▸ TASK DETAILS
For each line below that includes the word "stack", make a copy.

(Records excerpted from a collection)
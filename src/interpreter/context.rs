use super::Interpreter;
use super::realm::RealmId;
use super::types::EnvRef;

/// Opaque identifier of a Script Record supplied by the driver.
#[derive(Clone, Copy, Debug, PartialEq, Eq, Hash)]
pub struct ScriptId(pub u64);

/// Opaque identifier of a Module Record (module semantics live in an
/// external collaborator; the machine only threads the token through).
#[derive(Clone, Copy, Debug, PartialEq, Eq, Hash)]
pub struct ModuleId(pub u64);

#[derive(Clone, Copy, Debug, PartialEq, Eq, Hash)]
pub enum ScriptOrModule {
    Script(ScriptId),
    Module(ModuleId),
}

/// §9.4 execution context.
///
/// "Suspended" is not a stored flag: a context is suspended exactly when it
/// is on the stack but not topmost, and running when it is topmost. Push and
/// pop are the only mutators, so the stack cannot desync from the flags it
/// replaces.
#[derive(Clone, Debug)]
pub struct ExecutionContext {
    /// The function object being evaluated, or `None` for top-level code
    /// and job bootstrap contexts.
    pub function: Option<u64>,
    pub realm: RealmId,
    pub script_or_module: Option<ScriptOrModule>,
    pub lexical_environment: Option<EnvRef>,
    pub variable_environment: Option<EnvRef>,
    /// Monotonically increasing identity, for diagnostics.
    pub id: u64,
}

impl Interpreter {
    pub(crate) fn new_context(
        &mut self,
        function: Option<u64>,
        realm: RealmId,
        script_or_module: Option<ScriptOrModule>,
        lexical_environment: Option<EnvRef>,
        variable_environment: Option<EnvRef>,
    ) -> ExecutionContext {
        let id = self.next_context_id;
        self.next_context_id += 1;
        ExecutionContext {
            function,
            realm,
            script_or_module,
            lexical_environment,
            variable_environment,
            id,
        }
    }

    /// Push `ctx`, suspending the previous running context of its realm.
    pub(crate) fn push_context(&mut self, ctx: ExecutionContext) {
        log::trace!(
            "push context #{} (realm {}, depth {})",
            ctx.id,
            ctx.realm.0,
            self.realms[ctx.realm.0].contexts.len() + 1
        );
        self.realm_chain.push(ctx.realm);
        self.realms[ctx.realm.0].contexts.push(ctx);
    }

    /// Pop the running context of the current realm, resuming its suspender.
    /// Popping an empty stack is a machine programming error.
    pub(crate) fn pop_context(&mut self) -> ExecutionContext {
        let realm = self
            .realm_chain
            .pop()
            .unwrap_or_else(|| panic!("pop_context with no running context"));
        let ctx = self.realms[realm.0]
            .contexts
            .pop()
            .unwrap_or_else(|| panic!("context stack underflow for realm {}", realm.0));
        log::trace!("pop context #{} (realm {})", ctx.id, realm.0);
        ctx
    }

    /// The realm of the running execution context.
    pub fn current_realm_id(&self) -> RealmId {
        self.realm_chain.last().copied().unwrap_or(RealmId(0))
    }

    /// The running execution context: the topmost entry of the current
    /// realm's stack.
    pub fn running_context(&self) -> Option<&ExecutionContext> {
        let realm = self.realm_chain.last()?;
        self.realms[realm.0].contexts.last()
    }

    pub(crate) fn running_script_or_module(&self) -> Option<ScriptOrModule> {
        self.running_context().and_then(|c| c.script_or_module)
    }

}

#[cfg(test)]
mod tests {
    use super::*;
    use crate::interpreter::Interpreter;

    #[test]
    fn running_is_topmost() {
        let mut interp = Interpreter::new();
        let realm = interp.create_realm();
        assert!(interp.running_context().is_none());

        let outer = interp.new_context(None, realm, Some(ScriptOrModule::Script(ScriptId(1))), None, None);
        let outer_id = outer.id;
        interp.push_context(outer);
        assert_eq!(interp.running_context().map(|c| c.id), Some(outer_id));

        let inner = interp.new_context(None, realm, None, None, None);
        let inner_id = inner.id;
        assert!(inner_id > outer_id, "context identity is monotonic");
        interp.push_context(inner);
        assert_eq!(interp.running_context().map(|c| c.id), Some(inner_id));

        let popped = interp.pop_context();
        assert_eq!(popped.id, inner_id);
        assert_eq!(interp.running_context().map(|c| c.id), Some(outer_id));
        assert_eq!(
            interp.running_script_or_module(),
            Some(ScriptOrModule::Script(ScriptId(1)))
        );
    }

    #[test]
    #[should_panic(expected = "no running context")]
    fn pop_without_push_is_fatal() {
        let mut interp = Interpreter::new();
        let _ = interp.create_realm();
        let _ = interp.pop_context();
    }
}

▸ TASK RESPONSE
/// is on the stack but not topmost, and running when it is topmost. Push and
/// pop are the only mutators, so the stack cannot desync from the flags it
    /// Popping an empty stack is a machine programming error.
            .unwrap_or_else(|| panic!("context stack underflow for realm {}", realm.0));
    /// realm's stack.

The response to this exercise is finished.